Matbaanın din adamlarının muhalefeti yüzünden Osmanlı ülkesine geç geldiği, Şeyhülislam Zenbilli Ali Efendi’nin halka tepeden baktığı için zembilini evinin penceresinden sarkıtmak suretiyle fetva dilekçelerini topladığı ve cevaplarını yine zembille aşağıya yolladığı, Osmanlı ilim adamlarının bir üçgenin iç açılarının toplamının kaç derece olduğunu bilmedikleri gibi yığınla akla zarar efsane elini kolunu sallayarak geziyor aramızda. İşin garibi, çürütmekle de dağılıp gitmiyorlar, çünkü ideolojikler ve biliyoruz ki ideolojilerin onları suiistimal edenlerin ilimle bir alakaları yok. Ve ilimle alakası ancak ideoloji seviyesinde seyreden bir millete “ne versen gidiyor”.

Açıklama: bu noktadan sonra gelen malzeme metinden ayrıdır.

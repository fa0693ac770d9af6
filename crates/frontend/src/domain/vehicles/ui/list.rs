//! Motorcycle inventory list with a modal editor.

use leptos::prelude::*;
use leptos::task::spawn_local;
use thaw::*;

use contracts::domain::vehicle::{Vehicle, VehicleRequest};

use crate::domain::vehicles::api::{
    create_vehicle, delete_vehicle, fetch_vehicles, update_vehicle,
};
use crate::shared::components::pagination_controls::PaginationControls;
use crate::shared::components::ui::Badge;
use crate::shared::icons::icon;
use crate::shared::list_utils::{filter_list, page_slice, total_pages, Searchable};
use crate::shared::modal::{Modal, ModalService};
use crate::shared::page_frame::PageFrame;
use crate::shared::page_standard::PAGE_CAT_LIST;

impl Searchable for Vehicle {
    fn matches_filter(&self, filter: &str) -> bool {
        let filter = filter.to_lowercase();
        self.plate.to_lowercase().contains(&filter)
            || self.brand.to_lowercase().contains(&filter)
            || self.model.to_lowercase().contains(&filter)
    }
}

fn status_variant(status: &str) -> &'static str {
    match status {
        "available" => "success",
        "leased" => "primary",
        "maintenance" => "warning",
        _ => "neutral",
    }
}

fn status_label(status: &str) -> &'static str {
    match status {
        "available" => "Disponible",
        "leased" => "En leasing",
        "maintenance" => "En taller",
        _ => "Sin estado",
    }
}

#[component]
pub fn VehiclesList() -> impl IntoView {
    let modal = use_context::<ModalService>().expect("ModalService not provided in context");

    let items = RwSignal::new(Vec::<Vehicle>::new());
    let loading = RwSignal::new(true);
    let error = RwSignal::new(Option::<String>::None);

    let search = RwSignal::new(String::new());
    let current_page = RwSignal::new(0usize);
    let page_size = RwSignal::new(10usize);

    let editing_id = RwSignal::new(Option::<String>::None);
    let form_plate = RwSignal::new(String::new());
    let form_brand = RwSignal::new(String::new());
    let form_model = RwSignal::new(String::new());
    let form_year = RwSignal::new(String::new());
    let form_status = RwSignal::new("available".to_string());
    let saving = RwSignal::new(false);
    let form_error = RwSignal::new(Option::<String>::None);

    let alive = StoredValue::new(true);
    on_cleanup(move || alive.set_value(false));

    let load = move || {
        loading.set(true);
        error.set(None);
        spawn_local(async move {
            let vehicles = fetch_vehicles().await;
            if !alive.get_value() {
                return;
            }
            match vehicles {
                Ok(list) => items.set(list),
                Err(e) => {
                    log::error!("Failed to load vehicles: {}", e);
                    error.set(Some(e));
                }
            }
            loading.set(false);
        });
    };
    load();

    let filtered = Memo::new(move |_| filter_list(items.get(), &search.get()));

    Effect::new(move |_| {
        filtered.track();
        current_page.set(0);
    });

    let pages = Signal::derive(move || total_pages(filtered.get().len(), page_size.get()));
    let visible =
        Signal::derive(move || page_slice(&filtered.get(), current_page.get(), page_size.get()));

    let open_create = move |_| {
        editing_id.set(None);
        form_plate.set(String::new());
        form_brand.set(String::new());
        form_model.set(String::new());
        form_year.set(String::new());
        form_status.set("available".to_string());
        form_error.set(None);
        modal.show();
    };

    let open_edit = move |vehicle: Vehicle| {
        editing_id.set(Some(vehicle.id.clone()));
        form_plate.set(vehicle.plate.clone());
        form_brand.set(vehicle.brand.clone());
        form_model.set(vehicle.model.clone());
        form_year.set(vehicle.year.to_string());
        form_status.set(if vehicle.status.is_empty() {
            "available".to_string()
        } else {
            vehicle.status.clone()
        });
        form_error.set(None);
        modal.show();
    };

    let save = move |_| {
        if form_plate.get_untracked().trim().is_empty() {
            form_error.set(Some("La placa es obligatoria".to_string()));
            return;
        }
        let Ok(year) = form_year.get_untracked().trim().parse::<i32>() else {
            form_error.set(Some("El año debe ser numérico".to_string()));
            return;
        };

        let request = VehicleRequest {
            plate: form_plate.get_untracked().trim().to_uppercase(),
            brand: form_brand.get_untracked(),
            model: form_model.get_untracked(),
            year,
            status: form_status.get_untracked(),
        };
        let id = editing_id.get_untracked();

        saving.set(true);
        form_error.set(None);
        spawn_local(async move {
            let result = match &id {
                Some(id) => update_vehicle(id, &request).await,
                None => create_vehicle(&request).await,
            };
            if !alive.get_value() {
                return;
            }
            match result {
                Ok(_) => {
                    modal.hide();
                    load();
                }
                Err(e) => form_error.set(Some(e)),
            }
            saving.set(false);
        });
    };

    let remove = move |id: String| {
        let confirmed = web_sys::window()
            .map(|w| {
                w.confirm_with_message("¿Eliminar este vehículo?")
                    .unwrap_or(false)
            })
            .unwrap_or(false);
        if !confirmed {
            return;
        }
        spawn_local(async move {
            match delete_vehicle(&id).await {
                Ok(()) if alive.get_value() => load(),
                Ok(()) => {}
                Err(e) => error.set(Some(e)),
            }
        });
    };

    view! {
        <PageFrame page_id="vehicles--list" category=PAGE_CAT_LIST>
            <Flex gap=FlexGap::Medium align=FlexAlign::End class="filter-panel">
                <div class="filter-field filter-field--grow">
                    <Label>"Buscar"</Label>
                    <Input value=search placeholder="Placa, marca o modelo" />
                </div>
                <Button appearance=ButtonAppearance::Secondary on_click=move |_| load()>
                    "Actualizar"
                </Button>
                <Button appearance=ButtonAppearance::Primary on_click=open_create>
                    {icon("plus")}
                    "Nuevo vehículo"
                </Button>
            </Flex>

            <Show when=move || error.get().is_some()>
                <div class="alert alert--error">
                    {icon("alert")}
                    {move || error.get().unwrap_or_default()}
                </div>
            </Show>

            <Show
                when=move || !loading.get()
                fallback=|| view! { <div class="loading-indicator">"Cargando vehículos…"</div> }
            >
                <Table>
                    <TableHeader>
                        <TableRow>
                            <TableHeaderCell resizable=false>"Placa"</TableHeaderCell>
                            <TableHeaderCell resizable=false>"Marca"</TableHeaderCell>
                            <TableHeaderCell resizable=false>"Modelo"</TableHeaderCell>
                            <TableHeaderCell resizable=false>"Año"</TableHeaderCell>
                            <TableHeaderCell resizable=false>"Estado"</TableHeaderCell>
                            <TableHeaderCell resizable=false>""</TableHeaderCell>
                        </TableRow>
                    </TableHeader>
                    <TableBody>
                        <For
                            each=move || visible.get()
                            key=|v| v.id.clone()
                            children=move |vehicle: Vehicle| {
                                let status = vehicle.status.clone();
                                let for_edit = vehicle.clone();
                                let id_for_delete = vehicle.id.clone();
                                view! {
                                    <TableRow>
                                        <TableCell>
                                            <TableCellLayout>{vehicle.plate.clone()}</TableCellLayout>
                                        </TableCell>
                                        <TableCell>
                                            <TableCellLayout>{vehicle.brand.clone()}</TableCellLayout>
                                        </TableCell>
                                        <TableCell>
                                            <TableCellLayout>{vehicle.model.clone()}</TableCellLayout>
                                        </TableCell>
                                        <TableCell>
                                            <TableCellLayout>
                                                {vehicle.year.to_string()}
                                            </TableCellLayout>
                                        </TableCell>
                                        <TableCell>
                                            <TableCellLayout>
                                                <Badge variant=status_variant(
                                                    &status,
                                                )>{status_label(&status)}</Badge>
                                            </TableCellLayout>
                                        </TableCell>
                                        <TableCell>
                                            <button
                                                class="row-action"
                                                title="Editar"
                                                on:click=move |_| open_edit(for_edit.clone())
                                            >
                                                {icon("edit")}
                                            </button>
                                            <button
                                                class="row-action row-action--danger"
                                                title="Eliminar"
                                                on:click=move |_| remove(id_for_delete.clone())
                                            >
                                                {icon("trash")}
                                            </button>
                                        </TableCell>
                                    </TableRow>
                                }
                            }
                        />
                    </TableBody>
                </Table>

                <Show when=move || filtered.get().is_empty()>
                    <div class="empty-state">"No hay vehículos registrados"</div>
                </Show>

                <PaginationControls
                    current_page=current_page
                    total_pages=pages
                    total_count=Signal::derive(move || filtered.get().len())
                    page_size=page_size
                    on_page_change=Callback::new(move |page| current_page.set(page))
                    on_page_size_change=Callback::new(move |size| {
                        page_size.set(size);
                        current_page.set(0);
                    })
                />
            </Show>

            <Modal>
                <h3>
                    {move || {
                        if editing_id.get().is_some() {
                            "Editar vehículo"
                        } else {
                            "Nuevo vehículo"
                        }
                    }}
                </h3>
                <div class="form-field">
                    <Label>"Placa"</Label>
                    <Input value=form_plate placeholder="ABC12D" />
                </div>
                <div class="form-field">
                    <Label>"Marca"</Label>
                    <Input value=form_brand />
                </div>
                <div class="form-field">
                    <Label>"Modelo"</Label>
                    <Input value=form_model />
                </div>
                <div class="form-field">
                    <Label>"Año"</Label>
                    <Input value=form_year placeholder="2024" />
                </div>
                <div class="form-field">
                    <Label>"Estado"</Label>
                    <select
                        class="filter-select"
                        on:change=move |ev| form_status.set(event_target_value(&ev))
                        prop:value=move || form_status.get()
                    >
                        <option value="available">"Disponible"</option>
                        <option value="leased">"En leasing"</option>
                        <option value="maintenance">"En taller"</option>
                    </select>
                </div>
                <Show when=move || form_error.get().is_some()>
                    <div class="alert alert--error">
                        {move || form_error.get().unwrap_or_default()}
                    </div>
                </Show>
                <Flex gap=FlexGap::Medium>
                    <Button
                        appearance=ButtonAppearance::Secondary
                        on_click=move |_| modal.hide()
                    >
                        "Cancelar"
                    </Button>
                    <Button
                        appearance=ButtonAppearance::Primary
                        disabled=Signal::derive(move || saving.get())
                        on_click=save
                    >
                        {move || if saving.get() { "Guardando…" } else { "Guardar" }}
                    </Button>
                </Flex>
            </Modal>
        </PageFrame>
    }
}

Bir yandan uyanış başladı çok şükür, sorgulayan yeni bir nesil geliyor ama henüz yeterli değiller. Onlara öncülük edecek beyinlerin enerjisini dağıtmaması gerek. Zira sorgulamamız gereken yüzlerce belalı efsane, tabu ve ezber var; dahası, nice ‘münevver’in nesiller boyu uğraşsa battal boy poşetlere doldurmaya kadir olamayacağı miktarda ‘çöp’ ortalığa saçılmış durumda.
İşte ‘Osman Hamdi efsanesi’ de aramızda dolaşan belalılardan. Öyle ki, dini bütün bazı kişiler ve kurumlar bile onu neredeyse evliya katına çıkaracak komikliklere tevessül ediyor, Batılılardan bir aferin almak için yaptığı özenti mahsulü tablolarına parıltılı kılıflar bulmak için seferber oluyorlar. Hem de dinle, diyanetle en ufak bir alakası olmadığı, hatta ateist olduğu halde İslam Ansiklopedisi’nde kendisine iltifatlar yağdırılan bir maddede yer bulabiliyor! Ne âlâ memleket!
Bana inanmayan, Edhem Eldem’in Osman Hamdi Bey Sözlüğü’ndeki “Din” maddesinde yazdıklarına baksın ve utansın.
Hem de iki karısını da Fransızlardan seçtiği ve evinde Fransızca konuşmayı tercih ettiği halde!
Hem de kendisini Müze Müdürü yapan velinimeti Sultan 2. Abdülhamid’e –hâşâ huzurdan- ‘havyan’ dediği bilindiği halde!
Hem de alafranga giyinip alenen içki içmek, dindarlarla ‘yobaz’ diye alay etmek gibi gayet İslamcı(!) meziyetleri bulunduğu halde!
Ve hem de resimlerinin hiç birinde İslam’a bir din olarak saygı göstermediği, aksine bir resminde ‘emir’ dediği bir genci yüzükoyun sedire uzatarak Kur’an okuttuğu, bir başkasında ise Bursa’daki Yeşil Camii’nde iki açık kadına tambur ve def çaldırdığı halde! Ve dahi hem de asıl isminin Yaratılış (Genesis) olduğunu öğrendiğimiz yaygın olarak Mihrab diye bilinen tablosunda mihraba arkası dönük bir şekilde Kur’an rahlesine oturttuğu Ermeni kızın ayakları altına Yüce Kitabımız Kur’an-ı Kerim’i attığı halde!